YOUR TASK →
Under this line are the records; write out word for word the part that begins at the line containing "repository 1aab1c929d9ce49f" and ends at the line containing "tick count elapses.", and no more.

——

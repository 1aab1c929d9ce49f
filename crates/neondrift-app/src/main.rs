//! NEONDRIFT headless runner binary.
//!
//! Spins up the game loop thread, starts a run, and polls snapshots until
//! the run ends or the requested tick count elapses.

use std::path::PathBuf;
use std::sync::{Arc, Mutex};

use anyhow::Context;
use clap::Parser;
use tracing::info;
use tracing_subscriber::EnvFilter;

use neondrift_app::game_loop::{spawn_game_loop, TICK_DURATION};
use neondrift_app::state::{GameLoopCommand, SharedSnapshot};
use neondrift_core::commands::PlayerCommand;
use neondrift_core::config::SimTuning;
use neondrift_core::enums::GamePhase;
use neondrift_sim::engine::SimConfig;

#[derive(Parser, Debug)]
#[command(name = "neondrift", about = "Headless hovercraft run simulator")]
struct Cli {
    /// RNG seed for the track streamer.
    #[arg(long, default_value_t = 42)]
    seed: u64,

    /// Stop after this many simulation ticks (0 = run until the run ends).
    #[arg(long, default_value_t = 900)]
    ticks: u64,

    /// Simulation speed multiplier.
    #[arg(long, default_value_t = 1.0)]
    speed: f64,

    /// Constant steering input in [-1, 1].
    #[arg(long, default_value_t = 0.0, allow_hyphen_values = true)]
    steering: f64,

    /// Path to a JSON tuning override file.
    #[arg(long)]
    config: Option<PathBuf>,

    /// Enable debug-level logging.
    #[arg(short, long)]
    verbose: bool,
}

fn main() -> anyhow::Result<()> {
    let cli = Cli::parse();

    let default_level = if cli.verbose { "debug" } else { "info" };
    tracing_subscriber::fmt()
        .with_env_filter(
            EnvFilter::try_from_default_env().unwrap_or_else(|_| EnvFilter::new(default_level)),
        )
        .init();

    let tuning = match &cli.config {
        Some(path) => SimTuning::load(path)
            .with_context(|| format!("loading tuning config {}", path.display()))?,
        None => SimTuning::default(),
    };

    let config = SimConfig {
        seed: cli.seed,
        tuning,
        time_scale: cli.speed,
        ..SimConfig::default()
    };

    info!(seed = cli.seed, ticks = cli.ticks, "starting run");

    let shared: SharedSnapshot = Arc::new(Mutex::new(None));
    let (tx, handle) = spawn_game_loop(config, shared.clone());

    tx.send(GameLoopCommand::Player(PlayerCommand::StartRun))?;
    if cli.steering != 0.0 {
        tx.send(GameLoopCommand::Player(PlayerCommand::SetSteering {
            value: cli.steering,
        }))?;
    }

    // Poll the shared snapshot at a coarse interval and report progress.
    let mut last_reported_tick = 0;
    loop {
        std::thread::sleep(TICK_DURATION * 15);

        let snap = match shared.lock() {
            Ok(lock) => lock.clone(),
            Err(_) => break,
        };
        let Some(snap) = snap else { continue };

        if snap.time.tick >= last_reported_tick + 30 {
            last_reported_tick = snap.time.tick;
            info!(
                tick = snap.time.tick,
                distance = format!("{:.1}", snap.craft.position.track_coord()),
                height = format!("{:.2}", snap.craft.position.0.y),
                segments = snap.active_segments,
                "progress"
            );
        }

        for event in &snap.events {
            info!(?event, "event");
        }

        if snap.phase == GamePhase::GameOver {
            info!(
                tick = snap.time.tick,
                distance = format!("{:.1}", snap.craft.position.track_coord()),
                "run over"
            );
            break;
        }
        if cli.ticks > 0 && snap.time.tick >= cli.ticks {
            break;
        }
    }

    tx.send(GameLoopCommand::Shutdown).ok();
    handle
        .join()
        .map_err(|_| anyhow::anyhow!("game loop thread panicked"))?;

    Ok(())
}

——

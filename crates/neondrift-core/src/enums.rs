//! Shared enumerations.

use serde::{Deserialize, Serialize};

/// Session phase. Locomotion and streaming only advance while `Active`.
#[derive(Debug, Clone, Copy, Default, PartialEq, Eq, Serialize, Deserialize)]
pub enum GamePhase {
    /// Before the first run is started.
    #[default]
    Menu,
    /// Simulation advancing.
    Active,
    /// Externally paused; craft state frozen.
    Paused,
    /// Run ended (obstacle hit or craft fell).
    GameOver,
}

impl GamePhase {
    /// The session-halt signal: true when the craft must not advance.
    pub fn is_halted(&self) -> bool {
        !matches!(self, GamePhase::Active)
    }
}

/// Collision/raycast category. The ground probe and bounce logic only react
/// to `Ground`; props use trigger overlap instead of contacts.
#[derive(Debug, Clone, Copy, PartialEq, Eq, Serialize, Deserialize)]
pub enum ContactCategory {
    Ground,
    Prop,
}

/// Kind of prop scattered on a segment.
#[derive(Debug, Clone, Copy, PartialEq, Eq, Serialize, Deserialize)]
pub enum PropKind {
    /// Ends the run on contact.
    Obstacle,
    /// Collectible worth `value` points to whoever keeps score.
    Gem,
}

——

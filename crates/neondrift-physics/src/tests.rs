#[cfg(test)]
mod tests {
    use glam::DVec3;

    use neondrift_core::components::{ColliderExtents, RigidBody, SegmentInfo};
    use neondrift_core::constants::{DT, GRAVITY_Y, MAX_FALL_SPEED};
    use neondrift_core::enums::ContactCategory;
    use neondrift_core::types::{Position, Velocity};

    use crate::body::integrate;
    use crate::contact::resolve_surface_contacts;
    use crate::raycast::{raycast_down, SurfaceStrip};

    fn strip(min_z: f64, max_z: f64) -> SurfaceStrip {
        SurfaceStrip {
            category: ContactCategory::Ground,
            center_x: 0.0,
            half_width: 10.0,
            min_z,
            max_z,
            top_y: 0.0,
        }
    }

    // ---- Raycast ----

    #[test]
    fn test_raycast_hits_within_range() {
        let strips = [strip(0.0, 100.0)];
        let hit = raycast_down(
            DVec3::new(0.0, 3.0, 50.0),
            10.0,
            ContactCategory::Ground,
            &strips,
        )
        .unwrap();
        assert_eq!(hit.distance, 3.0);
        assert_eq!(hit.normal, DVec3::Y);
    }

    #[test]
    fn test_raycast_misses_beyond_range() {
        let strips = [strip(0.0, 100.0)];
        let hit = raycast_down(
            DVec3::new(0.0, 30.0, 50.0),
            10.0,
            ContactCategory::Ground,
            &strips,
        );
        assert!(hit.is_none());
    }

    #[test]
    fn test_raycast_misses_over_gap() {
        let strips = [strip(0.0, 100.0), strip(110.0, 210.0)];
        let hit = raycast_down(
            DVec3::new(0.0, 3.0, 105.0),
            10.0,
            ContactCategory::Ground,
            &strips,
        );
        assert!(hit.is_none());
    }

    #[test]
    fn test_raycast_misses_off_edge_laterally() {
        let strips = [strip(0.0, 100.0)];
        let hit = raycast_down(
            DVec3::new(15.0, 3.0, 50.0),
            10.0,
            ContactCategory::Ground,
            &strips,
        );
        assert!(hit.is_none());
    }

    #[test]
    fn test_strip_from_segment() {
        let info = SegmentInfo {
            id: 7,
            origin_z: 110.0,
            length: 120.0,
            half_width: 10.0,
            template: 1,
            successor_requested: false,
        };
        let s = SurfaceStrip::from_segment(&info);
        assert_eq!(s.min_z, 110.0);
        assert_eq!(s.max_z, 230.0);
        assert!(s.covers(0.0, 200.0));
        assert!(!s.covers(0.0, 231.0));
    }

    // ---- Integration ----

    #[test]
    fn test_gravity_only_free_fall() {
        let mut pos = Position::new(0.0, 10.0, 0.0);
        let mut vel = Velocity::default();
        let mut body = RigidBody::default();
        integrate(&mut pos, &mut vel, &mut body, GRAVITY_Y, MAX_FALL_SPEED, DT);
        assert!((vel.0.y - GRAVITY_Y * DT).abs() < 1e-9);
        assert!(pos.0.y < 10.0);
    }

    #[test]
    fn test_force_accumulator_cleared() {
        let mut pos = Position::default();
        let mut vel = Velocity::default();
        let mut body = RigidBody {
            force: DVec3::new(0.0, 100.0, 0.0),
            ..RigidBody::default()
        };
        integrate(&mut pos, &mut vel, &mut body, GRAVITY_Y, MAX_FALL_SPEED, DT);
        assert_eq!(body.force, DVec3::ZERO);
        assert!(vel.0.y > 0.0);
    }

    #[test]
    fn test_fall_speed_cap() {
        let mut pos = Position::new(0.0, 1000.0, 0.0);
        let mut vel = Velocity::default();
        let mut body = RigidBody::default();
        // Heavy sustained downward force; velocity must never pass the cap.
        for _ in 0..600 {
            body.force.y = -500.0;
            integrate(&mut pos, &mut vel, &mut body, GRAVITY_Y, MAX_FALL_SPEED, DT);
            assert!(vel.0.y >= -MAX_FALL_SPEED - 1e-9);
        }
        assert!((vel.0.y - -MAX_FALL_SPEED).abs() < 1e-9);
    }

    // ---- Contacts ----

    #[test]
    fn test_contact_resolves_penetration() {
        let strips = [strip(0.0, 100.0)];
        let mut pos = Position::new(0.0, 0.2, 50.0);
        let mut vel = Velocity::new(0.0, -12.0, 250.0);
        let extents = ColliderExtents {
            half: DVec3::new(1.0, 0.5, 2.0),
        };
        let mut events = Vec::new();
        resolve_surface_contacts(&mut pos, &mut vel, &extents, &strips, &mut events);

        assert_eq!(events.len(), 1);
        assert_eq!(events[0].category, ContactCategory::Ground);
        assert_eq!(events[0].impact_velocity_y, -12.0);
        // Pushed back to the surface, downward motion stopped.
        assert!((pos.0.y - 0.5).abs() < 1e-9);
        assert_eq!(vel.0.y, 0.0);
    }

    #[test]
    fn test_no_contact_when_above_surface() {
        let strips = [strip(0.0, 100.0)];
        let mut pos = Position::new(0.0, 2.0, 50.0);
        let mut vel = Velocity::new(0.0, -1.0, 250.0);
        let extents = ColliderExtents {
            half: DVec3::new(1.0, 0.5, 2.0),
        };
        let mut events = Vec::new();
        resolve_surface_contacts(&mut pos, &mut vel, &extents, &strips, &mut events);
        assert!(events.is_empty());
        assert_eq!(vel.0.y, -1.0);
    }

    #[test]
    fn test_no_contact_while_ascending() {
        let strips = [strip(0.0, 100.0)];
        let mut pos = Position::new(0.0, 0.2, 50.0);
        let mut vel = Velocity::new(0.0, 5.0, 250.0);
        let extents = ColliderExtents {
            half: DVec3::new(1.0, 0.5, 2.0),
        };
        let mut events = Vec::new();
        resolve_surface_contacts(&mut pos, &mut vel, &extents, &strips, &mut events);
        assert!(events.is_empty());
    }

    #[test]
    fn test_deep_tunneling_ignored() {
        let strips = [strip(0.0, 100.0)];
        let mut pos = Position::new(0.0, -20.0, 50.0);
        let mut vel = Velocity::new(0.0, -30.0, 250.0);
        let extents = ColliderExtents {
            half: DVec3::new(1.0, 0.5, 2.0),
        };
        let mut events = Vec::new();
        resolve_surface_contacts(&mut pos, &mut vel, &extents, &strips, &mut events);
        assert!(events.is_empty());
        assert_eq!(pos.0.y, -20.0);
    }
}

——

ANSWER SPACE →
repository 1aab1c929d9ce49f
filename crates/neondrift-app/src/main.rs
//! NEONDRIFT headless runner binary.
//!
//! Spins up the game loop thread, starts a run, and polls snapshots until
//! the run ends or the requested tick count elapses.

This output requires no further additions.